Statistical control method based on optimal control theory with state observer for active suspension system
Konferenz: MEMAT 2022 - 2nd International Conference on Mechanical Engineering, Intelligent Manufacturing and Automation Technology
07.01.2022 - 09.01.2022 in Guilin, China
Tagungsband: MEMAT 2022
Seiten: 4Sprache: EnglischTyp: PDF
Autoren:
Wu, Jianwei (School of Mechanical Engineering, Southeast University, Nanjing, China & School of Mechanical and Electrical Engineering, Guilin University of Electronic Technology, Guilin, China)

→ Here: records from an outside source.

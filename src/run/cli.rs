use anyhow::Result;
use std::io::{self, Write};

use crate::ledger::{Ledger, ALERT_THRESHOLD};
use crate::models::Category;
use crate::ui::util::{format_amount, format_share, truncate};

pub(crate) fn as_cli(args: &[String], ledger: &mut Ledger) -> Result<()> {
    match args[0].as_str() {
        "summary" | "s" => cli_summary(&args[1..], ledger),
        "--help" | "-h" | "help" => {
            print_usage();
            Ok(())
        }
        "--version" | "-V" | "version" => {
            println!("budgetledger {}", env!("CARGO_PKG_VERSION"));
            Ok(())
        }
        other => {
            print_usage();
            anyhow::bail!("Unknown command: {other}");
        }
    }
}

fn print_usage() {
    println!("Budget Ledger — track spending against a single budget");
    println!();
    println!("Usage: budgetledger [--budget <amount>] [command]");
    println!();
    println!("Commands:");
    println!("  (none)                        Launch interactive board");
    println!("  summary                       Print totals, breakdown and history");
    println!("    --add <amount>:<category>   Record a transaction (repeatable, in order)");
    println!("  --help, -h                    Show this help");
    println!("  --version, -V                 Show version");
    println!();
    println!("Options:");
    println!("  --budget <amount>             Starting budget (default: 2000)");
    println!();
    let names: Vec<&str> = Category::all().iter().map(|c| c.as_str()).collect();
    println!("Categories: {}", names.join(", "));
}

fn cli_summary(args: &[String], ledger: &mut Ledger) -> Result<()> {
    for spec in parse_add_flags(args)? {
        let (amount, category) = parse_add_spec(&spec)?;
        ledger.add_transaction(amount, category.as_str())?;
    }

    let stdout = io::stdout();
    let mut out = stdout.lock();
    write_summary(&mut out, ledger)?;
    out.flush()?;
    Ok(())
}

/// Collect every `--add` value, in order. Anything else is an error.
fn parse_add_flags(args: &[String]) -> Result<Vec<String>> {
    let mut specs = Vec::new();
    let mut iter = args.iter();
    while let Some(arg) = iter.next() {
        if arg == "--add" {
            match iter.next() {
                Some(v) => specs.push(v.clone()),
                None => anyhow::bail!("--add requires <amount>:<category>"),
            }
        } else if let Some(v) = arg.strip_prefix("--add=") {
            specs.push(v.to_string());
        } else {
            anyhow::bail!("Unexpected argument: {arg}");
        }
    }
    Ok(specs)
}

/// Split `AMOUNT:CATEGORY`. The category must be one of the form's choices;
/// the amount is left raw for the ledger to judge.
fn parse_add_spec(spec: &str) -> Result<(&str, Category)> {
    let Some((amount, name)) = spec.rsplit_once(':') else {
        anyhow::bail!("Expected <amount>:<category>, got '{spec}'");
    };
    let category = Category::parse(name)
        .ok_or_else(|| anyhow::anyhow!("Unknown category: '{name}'"))?;
    Ok((amount, category))
}

pub(crate) fn write_summary(out: &mut impl Write, ledger: &Ledger) -> io::Result<()> {
    let transactions = ledger.transactions();
    let state = ledger.derived();

    writeln!(out, "Budget Ledger")?;
    writeln!(out, "{}", "─".repeat(40))?;
    writeln!(out, "  Budget:     {}", format_amount(ledger.budget().limit))?;
    writeln!(out, "  Spent:      {}", format_amount(state.spent))?;
    writeln!(out, "  Remaining:  {}", format_amount(state.remaining))?;
    writeln!(out, "  Total Txns: {}", transactions.len())?;

    if let Some(message) = ledger.alert_message() {
        writeln!(out)?;
        writeln!(out, "! {message}")?;
    } else {
        writeln!(
            out,
            "  Alert at:   {}",
            format_amount(ledger.budget().limit * ALERT_THRESHOLD)
        )?;
    }

    let breakdown = &state.breakdown;
    if !breakdown.is_empty() {
        let shares = breakdown.shares();
        writeln!(out)?;
        writeln!(out, "Spending Breakdown:")?;
        for (i, (name, amount)) in breakdown.iter().enumerate() {
            let share = shares
                .get(i)
                .map(|(_, pct)| format_share(*pct))
                .unwrap_or_default();
            writeln!(
                out,
                "  {:<20} {:>14} {:>5}",
                truncate(name, 20),
                format_amount(amount),
                share
            )?;
        }
        writeln!(
            out,
            "  {:<20} {:>14}",
            "Total",
            format_amount(breakdown.total())
        )?;
    }

    if !transactions.is_empty() {
        writeln!(out)?;
        writeln!(out, "Transaction History:")?;
        writeln!(out, "  {:<12} {:<20} {:>14}", "Date", "Category", "Amount")?;
        writeln!(out, "  {}", "─".repeat(48))?;
        for txn in transactions {
            writeln!(
                out,
                "  {:<12} {:<20} {:>14}",
                txn.display_date(),
                truncate(&txn.category, 20),
                format_amount(txn.amount)
            )?;
        }
    }

    Ok(())
}

#[cfg(test)]
#[path = "cli_tests.rs"]
mod cli_tests;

Jiang, Qiubo; Fu, Qidi; Sun, Beibei (School of Mechanical Engineering, Southeast University, Nanjing, China)
Inhalt:
This paper proposes the statistical control method based on linear quadratic regulation (LQR) for active suspension system, to improve the actuator’ life and reduce the influence of using state observer. Statistic control law with the luenberger observer based on LQR is derived by considering the statistical length and the bandwidth of the actuator. The control law is calculated by the statistical value of the input and output combining with the bandwidth of the actuator, not by the realtime state at any time, which reduces the influence of active suspension system from the state observer, noise and uncertianty. Simulation results demonstrates the effectiveness of the proposed control method under the minimum performance degradation, achieving an improvement in the energy input and actuator life, and also reducing the influence of using state observer. This statistical control provides a effective method for reducing the uncertainties from the real suspension system.